[WORK INSTRUCTION]
Identify and pull out each line of the entries in which "rule" occurs.

Stored data
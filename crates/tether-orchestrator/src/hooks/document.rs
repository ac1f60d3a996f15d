//! The assistant's settings document and the hook entries we own in it
//!
//! Hooks live under `hooks.<EventName>` as a list of matcher groups, each
//! with its own `hooks` list of `{type, command}` entries. Every command we
//! write ends with an ownership marker carrying a format version, so
//! unrelated entries are never touched.

use serde::Serialize;
use serde_json::{json, Map, Value};

use tether_core::api::HookEventKind;
use tether_core::config::UrlMatch;
use tether_core::error::HookError;

use crate::session::INSTANCE_ID_ENV;
use crate::ssh::shell_quote;

/// Prefix of the ownership marker appended to every managed command
pub const MARKER_PREFIX: &str = "# tether-hook v";

/// Current hook command format
pub const MARKER_VERSION: u32 = 1;

/// Path segment the callback URL ends with, before the event slug
const CALLBACK_PATH: &str = "/api/hooks/";

/// Shell command posting one hook event back to `orchestrator_url`
pub fn hook_command(kind: HookEventKind, orchestrator_url: &str) -> String {
    let endpoint = format!(
        "{}{}{}",
        orchestrator_url.trim_end_matches('/'),
        CALLBACK_PATH,
        kind.slug()
    );
    format!(
        "jq -c '{{instanceId: env.{env}, payload: .}}' | curl -s -m 5 -X POST -H 'Content-Type: application/json' --data-binary @- {url} >/dev/null 2>&1 || true {marker}{version}",
        env = INSTANCE_ID_ENV,
        url = shell_quote(&endpoint),
        marker = MARKER_PREFIX,
        version = MARKER_VERSION,
    )
}

/// What an owned command says about itself
#[derive(Debug, Clone, PartialEq, Eq)]
pub struct OwnedCommand {
    pub version: u32,
    /// Orchestrator base URL, if one could be extracted
    pub base_url: Option<String>,
    pub slug: Option<String>,
}

/// Parse a command we wrote; `None` for commands we do not own
pub fn parse_owned(command: &str) -> Option<OwnedCommand> {
    let marker_at = command.rfind(MARKER_PREFIX)?;
    let version = command[marker_at + MARKER_PREFIX.len()..]
        .trim()
        .parse()
        .ok()?;

    let (base_url, slug) = match command.rfind(CALLBACK_PATH) {
        Some(path_at) => {
            let base_start = command[..path_at].rfind('\'').map(|i| i + 1).unwrap_or(0);
            let base = &command[base_start..path_at];
            let rest = &command[path_at + CALLBACK_PATH.len()..];
            let slug_end = rest.find('\'').unwrap_or(rest.len());
            (
                Some(base.to_string()).filter(|b| b.contains("://")),
                Some(rest[..slug_end].to_string()),
            )
        }
        None => (None, None),
    };

    Some(OwnedCommand {
        version,
        base_url,
        slug,
    })
}

fn is_owned(command: &str) -> bool {
    parse_owned(command).is_some()
}

/// Whether `found` points at `expected` under `rule`
pub fn url_matches(rule: UrlMatch, found: &str, expected: &str) -> bool {
    let found = found.trim_end_matches('/');
    let expected = expected.trim_end_matches('/');
    match rule {
        UrlMatch::Exact => found == expected,
        UrlMatch::Prefix => found.starts_with(expected),
        UrlMatch::Host => authority(found) == authority(expected),
    }
}

/// `host[:port]` of a URL, lowercased
fn authority(url: &str) -> String {
    let rest = url.split_once("://").map(|(_, r)| r).unwrap_or(url);
    rest.split('/').next().unwrap_or("").to_ascii_lowercase()
}

fn group_for(event: &str, kind: HookEventKind, orchestrator_url: &str) -> Value {
    let entry = json!({
        "type": "command",
        "command": hook_command(kind, orchestrator_url),
    });
    if event == "PreToolUse" {
        json!({ "matcher": "*", "hooks": [entry] })
    } else {
        json!({ "hooks": [entry] })
    }
}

[WRITTEN RESPONSE]
/// Whether `found` points at `expected` under `rule`
pub fn url_matches(rule: UrlMatch, found: &str, expected: &str) -> bool {
    match rule {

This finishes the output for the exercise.